On cherche à  réduire Bayrou à un “ni...ni” tiède et sans saveur. Je préfère imaginer, quitte à me tromper, un “et...et” qui permettrait de résoudre chaque problème non pas en fonction d’une grille de lecture pré-établie, mais de manière pragmatique, lucide, en cherchant toutes les solutions possibles, d’où qu’elles viennent. On peut reprocher à ce projet un manque de vision d’ensemble. Mais on a testé les “visions d’ensemble”  que constituent idéologies et utopies... Non merci ! Je préfère m’en tenir à un capitaine qui cherche à naviguer le mieux possible sans à priori ni itinéraire tout tracé. Il faut parfois savoir changer de cap pour éviter les cyclones (voilà que je mets aux métaphores maritimes maintenant...). Est-ce que Bayrou est vraiment celui dont je rêvais pour tenir ce rôle ? Peut-être pas. Mais aujourd’hui, ici et maintenant, il se trouve que c’est lui qui est en mesure d’incarner cette troisième voie... Et puis de toute façon, je préfère ne pas rêver la politique. Royal, elle vous fait rêver ? La politique, c’est par excellence le principe de réalité, ce qui ne veut pas dire qu’il ne faut pas l’aborder avec un idéal (voir la citation de Jaurès dans le Tr@cT précédent). Et cet idéal, il me suffit de le trouver dans un humanisme dont François Bayrou, par sa culture, par son histoire, par ses choix antérieurs, a prouvé qu’il en était dépositaire. En bref, à priori, j’ai plutôt tendance à lui faire confiance. On dit qu’il n’a plus de Parti ? Tant mieux. Tout reste à faire, plutôt que d’être obligé (comme Royal encore aujourd’hui) de cirer les pompes des éléphants (tiens, je ne savais pas que les pachydermes ont des godasses... C’est peut-être ce que l’on appelle un parti de godillots ;)

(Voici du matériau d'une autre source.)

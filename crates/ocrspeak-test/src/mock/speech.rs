//! Mock speech provider for testing.

use std::sync::atomic::{AtomicUsize, Ordering};
use std::sync::{Arc, Mutex};

use bytes::Bytes;
use ocrspeak_core::{Error, Result, ServiceHealth, SpeechAudio, SpeechProvider};

/// Fake MP3 payload returned by default.
const FAKE_MP3: &[u8] = b"ID3\x04\x00\x00\x00\x00\x00\x00mock";

/// Mock speech provider for testing.
///
/// Counts calls and remembers the last request, so tests can assert whether
/// synthesis was attempted and with what text.
#[derive(Clone, Debug)]
pub struct MockSpeechProvider {
    audio: Bytes,
    failure: Option<String>,
    calls: Arc<AtomicUsize>,
    last_request: Arc<Mutex<Option<(String, String)>>>,
}

impl Default for MockSpeechProvider {
    fn default() -> Self {
        Self {
            audio: Bytes::from_static(FAKE_MP3),
            failure: None,
            calls: Arc::default(),
            last_request: Arc::default(),
        }
    }
}

impl MockSpeechProvider {
    /// Creates a provider whose every call fails with `message`.
    pub fn failing(message: impl Into<String>) -> Self {
        Self {
            failure: Some(message.into()),
            ..Self::default()
        }
    }

    /// Number of synthesize calls so far, shared across clones.
    pub fn calls(&self) -> usize {
        self.calls.load(Ordering::SeqCst)
    }

    /// Text and language of the most recent call.
    pub fn last_request(&self) -> Option<(String, String)> {
        self.last_request.lock().ok().and_then(|guard| guard.clone())
    }
}

#[async_trait::async_trait]
impl SpeechProvider for MockSpeechProvider {
    async fn synthesize(&self, text: &str, language: &str) -> Result<SpeechAudio> {
        self.calls.fetch_add(1, Ordering::SeqCst);
        if let Ok(mut last) = self.last_request.lock() {
            *last = Some((text.to_string(), language.to_string()));
        }

        if let Some(message) = &self.failure {
            return Err(Error::external_error().with_message(message.clone()));
        }
        if text.trim().is_empty() {
            return Err(Error::invalid_input().with_message("No text to speak"));
        }

        Ok(SpeechAudio::mp3(self.audio.clone()))
    }

    async fn health_check(&self) -> Result<ServiceHealth> {
        Ok(ServiceHealth::healthy())
    }
}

L’argument anti-Bayrou classique : il ne pourra pas gouverner, faute d’une majorité. Mais pourquoi les Français seraient-ils à ce point stupides pour ne pas adouber des députés estampillés sociaux-démocrates, labellisés Bayrou, lors des élections qui suivront ? Y a un risque ? Et alors ? Rien de nouveau ne se fait sans risque ! “Tout ce qui est neuf naît malgré “ disait Nietzsche. Pour cet extrêmiste du centre je pense aussi à cette phrase : “ils ne savaient pas que c’était impossible, alors ils l’ont fait” . Il y a un risque d’immobilisme ? Peut-être. Mais avec Ségolène Royal, croyez-vous vraiment que quelque chose va bouger ? Et avec Sarkozy, il n’y a pas de risque(s) ?

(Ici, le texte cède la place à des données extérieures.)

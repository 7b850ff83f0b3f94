//! Request types for HTTP handlers.

mod ocr;

pub use ocr::*;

Tiens, c’est marrant, je viens de zapper sur internet et je lis qu’en Finlande le Parti du Centre est en tête aux législatives... Alors c’est possible chez eux, et pas chez nous ? Et puis je tombe sur le mail d’un Suisse dans un forum : C’est du bout de la lorgnette que j’étudie depuis la Suisse toute cette agitation autour du projet de François Bayrou. Ce que beaucoup récusent en France fonctionne fort bien en Suisse depuis plus de 50 ans. Le gouvernement se compose de représentants de toutes tendances (gauche, droite, démocrates etc.). Chez nous pas de grèves ruineuses, pas de conflits sociaux, pas de « c’est de la faute des autres », pas de dette qui explose, pas d’énarques irréalistes, mais des responsables de tous bords qui s’accordent dans une politique à long terme pour le bien du pays. Pourquoi cela ne pourrait-il pas fonctionner en France ? La France serait-elle moins « intelligente » que la Suisse ?  Lors des prochaines élections les Français pourront prouver que tel n’est pas le cas. Bon, je sais bien, la France n’est ni la Finlande ni la Suisse, ni Nokia ni Toblerone, et puis c’est tout de même pas un Suisse ou un Finlandais qui va nous dire ce qu’on doit faire ! Mais ça n’empêche pas d’imaginer tout de même quelques alternatives nouvelles, non ?

Parlons stratégie, maintenant. Ce sera court parce que c’est clair et net. A tous ceux qui, pour des raisons diverses, ne veulent pas de Sarkozy, il faut rappeler que toutes les projections de vote dans le cas d’un 2d tour Sarkozy-Royal donnent le petit Nicolas gagnant, et dans des proportions qui laissent  peu de marge aux incertitudes d’un sondage (ce soir, derniers scores : 56/44 !).  Ceux qui nous serinent à chaque fois sur la nécessité d’un vote “utile” dès le premier tour feraient bien de réfléchir à la pertinence d’envoyer au 2d tour une candidate donnée perdante depuis des semaines... D’ailleurs, il n’y a qu’à fréquenter les forums du web  pour se rendre compte que de nombreux sympathisants socialistes sont en train de faire ce calcul...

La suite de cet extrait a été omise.